We performed a double-blind, randomised controlled trial to assess the effectiveness of a continuous-infusion
brachial plexus block with
levobupivacaine compared with that of a standard single injection for the management of
post-operative pain after surgery on the shoulder. Eight patients were randomised to receive a pre-operative
brachial plexus block using 30 ml of
levobupivacaine 0.5% with
adrenaline 1:200 000 followed by insertion of a 20-gauge
polyamide catheter. This was connected to a disposable elastometric pump, set immediately after surgery to administer a continuous flow of
levobupivacaine 0.25% at a rate of 5 ml per hour. The other eight patients were randomised to receive only the initial injection of 30 ml. The study was double-blinded with the aid of
sham catheters and clamped pumps. All patients were given regular
paracetamol and were prescribed
morphine through a
patient-controlled analgesia pump.
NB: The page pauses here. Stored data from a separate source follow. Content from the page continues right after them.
//! Remote entry fetcher for the Memento REST API.
//!
//! Reads every entry of a library, following whatever continuation the
//! server hands back. Continuations are tried in this order:
//!
//! 1. a next-page URL (`next`, `next_url`, `links.next`)
//! 2. a page token (`nextPageToken`, `cursor`, ...) sent back as `pageToken`
//! 3. `offset` + `total`/`count` counters
//! 4. `page` + `pages` counters
//!
//! Fetching stops when none applies, when a page comes back empty, or when
//! the next request would repeat one already made.
//!
//! Entries listed without their field payload are completed with a
//! per-entry detail request.

use reqwest::Url;
use secrecy::{ExposeSecret, SecretString};
use serde_json::{Map, Value};
use std::collections::HashSet;

use crate::config::Config;
use crate::envelope::extract_entries;
use crate::error::FetchError;
use crate::http::{
    get_with_backoff, BackoffPolicy, HttpTransport, ReqwestTransport, Sleeper, TokioSleeper,
};
use crate::models::{scalar_string, Library};
use crate::settings::{RemoteSettings, SettingsChain};

const NEXT_URL_KEYS: [&str; 2] = ["next", "next_url"];

const PAGE_TOKEN_KEYS: [&str; 7] = [
    "nextPageToken",
    "next_page_token",
    "pageToken",
    "paginationToken",
    "cursor",
    "continuation",
    "continuationToken",
];

/// A single GET: URL plus query pairs.
#[derive(Debug, Clone, PartialEq, Eq)]
pub struct PageRequest {
    pub url: Url,
    pub query: Vec<(String, String)>,
}

impl PageRequest {
    fn fingerprint(&self) -> String {
        let mut pairs: Vec<String> = self.query.iter().map(|(k, v)| format!("{k}={v}")).collect();
        pairs.sort();
        format!("{}?{}", self.url, pairs.join("&"))
    }
}

/// Context needed to compute the request following a page.
pub struct PageContext<'a> {
    /// Versioned API base (`.../v1`).
    pub base: &'a Url,
    /// The entries endpoint of the library being read.
    pub endpoint: &'a Url,
    pub token: &'a str,
    pub page_size: usize,
}

/// Compute the request for the page after `body`, or `None` when the
/// server signalled no continuation.
pub fn next_page(body: &Value, ctx: &PageContext<'_>) -> Result<Option<PageRequest>, FetchError> {
    let Some(obj) = body.as_object() else {
        return Ok(None);
    };

    if let Some(next) = next_url(obj) {
        let url = resolve_next_url(ctx.base, &next, ctx.token)?;
        return Ok(Some(PageRequest { url, query: Vec::new() }));
    }

    let base_query = || {
        vec![
            ("token".to_string(), ctx.token.to_string()),
            ("limit".to_string(), ctx.page_size.to_string()),
        ]
    };

    if let Some(token) = PAGE_TOKEN_KEYS
        .iter()
        .find_map(|k| obj.get(*k).and_then(scalar_string))
    {
        let mut query = base_query();
        query.push(("pageToken".to_string(), token));
        return Ok(Some(PageRequest { url: ctx.endpoint.clone(), query }));
    }

    if let Some(offset) = obj.get("offset").and_then(as_count) {
        let total = obj
            .get("total")
            .and_then(as_count)
            .filter(|t| *t > 0)
            .or_else(|| obj.get("count").and_then(as_count));
        if let Some(total) = total {
            let next_offset = offset + ctx.page_size as u64;
            if next_offset >= total {
                return Ok(None);
            }
            let mut query = base_query();
            query.push(("offset".to_string(), next_offset.to_string()));
            return Ok(Some(PageRequest { url: ctx.endpoint.clone(), query }));
        }
    }

    if let (Some(page), Some(pages)) = (
        obj.get("page").and_then(as_count),
        obj.get("pages").and_then(as_count),
    ) {
        // counters are 0-based; the last page is `pages - 1`
        if page + 1 >= pages {
            return Ok(None);
        }
        let mut query = base_query();
        query.push(("page".to_string(), (page + 1).to_string()));
        return Ok(Some(PageRequest { url: ctx.endpoint.clone(), query }));
    }

    Ok(None)
}

fn next_url(obj: &Map<String, Value>) -> Option<String> {
    NEXT_URL_KEYS
        .iter()
        .find_map(|k| obj.get(*k))
        .or_else(|| obj.get("links").and_then(|l| l.get("next")))
        .and_then(Value::as_str)
        .map(str::trim)
        .filter(|s| !s.is_empty())
        .map(str::to_string)
}

/// Counters arrive as numbers or numeric strings.
fn as_count(value: &Value) -> Option<u64> {
    match value {
        Value::Number(n) => n.as_u64(),
        Value::String(s) => s.trim().parse().ok(),
        _ => None,
    }
}

/// Resolve a next-page URL against the API base and make sure it carries
/// the token.
fn resolve_next_url(base: &Url, next: &str, token: &str) -> Result<Url, FetchError> {
    let invalid = |message: String| FetchError::InvalidUrl {
        url: next.to_string(),
        message,
    };
    let root = Url::parse(&format!("{}/", base.as_str().trim_end_matches('/')))
        .map_err(|e| invalid(e.to_string()))?;
    let mut url = root.join(next).map_err(|e| invalid(e.to_string()))?;
    if !url.query_pairs().any(|(k, _)| k == "token") {
        url.query_pairs_mut().append_pair("token", token);
    }
    Ok(url)
}

/// Client for the Memento API.
pub struct EntryFetcher {
    transport: Box<dyn HttpTransport>,
    sleeper: Box<dyn Sleeper>,
    policy: BackoffPolicy,
    base: Url,
    token: SecretString,
}

impl EntryFetcher {
    pub fn new(
        settings: RemoteSettings,
        policy: BackoffPolicy,
        transport: Box<dyn HttpTransport>,
        sleeper: Box<dyn Sleeper>,
    ) -> Self {
        Self {
            transport,
            sleeper,
            policy,
            base: settings.api_url,
            token: settings.token,
        }
    }

    /// Fetcher over `reqwest` and the tokio timer.
    pub fn connect(settings: RemoteSettings, policy: BackoffPolicy) -> Result<Self, FetchError> {
        let transport = ReqwestTransport::new(settings.timeout)?;
        Ok(Self::new(
            settings,
            policy,
            Box::new(transport),
            Box::new(TokioSleeper),
        ))
    }

    /// Resolve remote settings through the standard chain and connect.
    pub fn from_config(config: &Config, config_path: &std::path::Path) -> anyhow::Result<Self> {
        let chain = SettingsChain::standard(&config.remote, config_path);
        let settings = RemoteSettings::resolve(&chain)?;
        Ok(Self::connect(settings, config.import.backoff())?)
    }

    /// `<base>/<path>`. Built by concatenation: `Url::join` would drop the
    /// `/v1` segment.
    fn endpoint(&self, path: &str) -> Result<Url, FetchError> {
        let raw = format!("{}/{}", self.base.as_str().trim_end_matches('/'), path);
        Url::parse(&raw).map_err(|e| FetchError::InvalidUrl {
            url: raw.clone(),
            message: e.to_string(),
        })
    }

    fn token_query(&self) -> Vec<(String, String)> {
        vec![("token".to_string(), self.token.expose_secret().to_string())]
    }

    fn redact(&self, text: &str) -> String {
        let token = self.token.expose_secret();
        if token.is_empty() {
            text.to_string()
        } else {
            text.replace(token, "***")
        }
    }

    /// GET with backoff, then classify the status and decode the body.
    async fn get_json(&self, request: &PageRequest) -> Result<Value, FetchError> {
        let response = get_with_backoff(
            self.transport.as_ref(),
            self.sleeper.as_ref(),
            &self.policy,
            &request.url,
            &request.query,
        )
        .await
        .map_err(|e| match e {
            FetchError::Transport { url, message } => FetchError::Transport {
                url: self.redact(&url),
                message: self.redact(&message),
            },
            other => other,
        })?;

        let url = self.redact(if response.url.is_empty() {
            request.url.as_str()
        } else {
            response.url.as_str()
        });

        if response.status == 404 {
            return Err(FetchError::NotFound {
                url,
                status: response.status,
                body: response.body,
            });
        }
        if !response.is_success() {
            return Err(FetchError::Status {
                url,
                status: response.status,
                body: response.body,
            });
        }

        serde_json::from_str(&response.body).map_err(|source| FetchError::Decode { url, source })
    }

    /// Read every entry of `library_id`, at most `max_entries` when given.
    pub async fn fetch_all_entries(
        &self,
        library_id: &str,
        page_size: usize,
        max_entries: Option<usize>,
    ) -> Result<Vec<Value>, FetchError> {
        let endpoint = self.endpoint(&format!("libraries/{}/entries", library_id))?;
        let token = self.token.expose_secret().to_string();
        let ctx = PageContext {
            base: &self.base,
            endpoint: &endpoint,
            token: &token,
            page_size,
        };

        let mut request = PageRequest {
            url: endpoint.clone(),
            query: vec![
                ("token".to_string(), token.clone()),
                ("limit".to_string(), page_size.to_string()),
            ],
        };
        let mut seen = HashSet::new();
        let mut out: Vec<Value> = Vec::new();
        let mut pages = 0u32;

        loop {
            seen.insert(request.fingerprint());
            let body = self.get_json(&request).await?;
            pages += 1;

            let items = extract_entries(&body);
            tracing::debug!(library = library_id, page = pages, items = items.len(), "page fetched");
            if items.is_empty() {
                break;
            }

            for item in items {
                if max_entries.is_some_and(|cap| out.len() >= cap) {
                    break;
                }
                let item = if needs_detail(&item) {
                    self.complete_entry(library_id, item).await?
                } else {
                    item
                };
                out.push(item);
            }

            if max_entries.is_some_and(|cap| out.len() >= cap) {
                break;
            }

            match next_page(&body, &ctx)? {
                Some(next) if seen.contains(&next.fingerprint()) => {
                    tracing::warn!(
                        library = library_id,
                        "server repeated a continuation, stopping after {} pages",
                        pages
                    );
                    break;
                }
                Some(next) => request = next,
                None => break,
            }
        }

        Ok(out)
    }

    async fn complete_entry(&self, library_id: &str, item: Value) -> Result<Value, FetchError> {
        let Some(entry_id) = item.get("id").and_then(scalar_string) else {
            return Ok(item);
        };
        self.fetch_entry(library_id, &entry_id).await
    }

    /// `GET /libraries/{id}/entries/{entry_id}`.
    pub async fn fetch_entry(&self, library_id: &str, entry_id: &str) -> Result<Value, FetchError> {
        let url = self.endpoint(&format!("libraries/{}/entries/{}", library_id, entry_id))?;
        self.get_json(&PageRequest {
            url,
            query: self.token_query(),
        })
        .await
    }

    /// `GET /libraries`, normalized to id/name/title triples.
    pub async fn list_libraries(&self) -> Result<Vec<Library>, FetchError> {
        let url = self.endpoint("libraries")?;
        let body = self
            .get_json(&PageRequest {
                url,
                query: self.token_query(),
            })
            .await?;
        Ok(normalize_libraries(&body))
    }

    /// Field definitions of a library: `fields` of `GET /libraries/{id}`,
    /// then `data.fields`, else the whole body.
    pub async fn library_fields(&self, library_id: &str) -> Result<Value, FetchError> {
        let url = self.endpoint(&format!("libraries/{}", library_id))?;
        let body = self
            .get_json(&PageRequest {
                url,
                query: self.token_query(),
            })
            .await?;
        let fields = body
            .get("fields")
            .or_else(|| body.get("data").and_then(|d| d.get("fields")))
            .cloned();
        Ok(fields.unwrap_or(body))
    }
}

/// An entry needs a detail request when its field payload is missing or
/// empty and it has an id to ask for.
fn needs_detail(item: &Value) -> bool {
    let has_fields = match item.get("fields") {
        None | Some(Value::Null) => false,
        Some(Value::Array(a)) => !a.is_empty(),
        Some(Value::Object(o)) => !o.is_empty(),
        Some(Value::String(s)) => !s.is_empty(),
        Some(_) => true,
    };
    !has_fields && item.get("id").and_then(scalar_string).is_some()
}

/// Accept the library list shapes seen in the wild: a bare list, a list
/// under `libraries`/`items`/`data`/`results`, an `id → name` map or a
/// map of library objects.
pub fn normalize_libraries(body: &Value) -> Vec<Library> {
    let items: Vec<Value> = match body {
        Value::Array(list) => list.clone(),
        Value::Object(map) => {
            if let Some(list) = ["libraries", "items", "data", "results"]
                .iter()
                .find_map(|k| map.get(*k).and_then(Value::as_array))
            {
                list.clone()
            } else if !map.is_empty() && map.values().all(Value::is_string) {
                map.iter()
                    .map(|(id, name)| serde_json::json!({"id": id, "name": name}))
                    .collect()
            } else {
                map.values().filter(|v| v.is_object()).cloned().collect()
            }
        }
        Value::String(s) => vec![serde_json::json!({"id": s, "name": s})],
        _ => Vec::new(),
    };

    items.iter().filter_map(normalize_library).collect()
}

fn normalize_library(item: &Value) -> Option<Library> {
    let pick = |keys: &[&str]| keys.iter().find_map(|k| item.get(*k).and_then(scalar_string));
    let id = match item {
        Value::String(s) => Some(s.clone()),
        _ => pick(&["id", "uuid", "key", "library_id"]),
    }?;
    let name = pick(&["name", "title", "label"]).unwrap_or_else(|| id.clone());
    let title = pick(&["title", "name"]).unwrap_or_else(|| name.clone());
    Some(Library { id, name, title })
}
Motor and sensory block assessments, visual analogue scale
pain scores and consumption of
morphine were recorded after the operation and then at 6, 12 and 24 hours after administration of the block. Satisfactory motor and sensory block was achieved in all patients. The mean visual analogue scale
pain score at 12 hours and consumption of
morphine at 24 hours after injection were significantly lower (p < 0.05) in the continuous-infusion group. This group also took longer to request their first additional
analgesia and reported a significantly higher overall level of satisfaction. Our study has shown that continuous interscalene infusion of
levobupivacaine is an effective method of post-operative
analgesia after major surgery of the shoulder.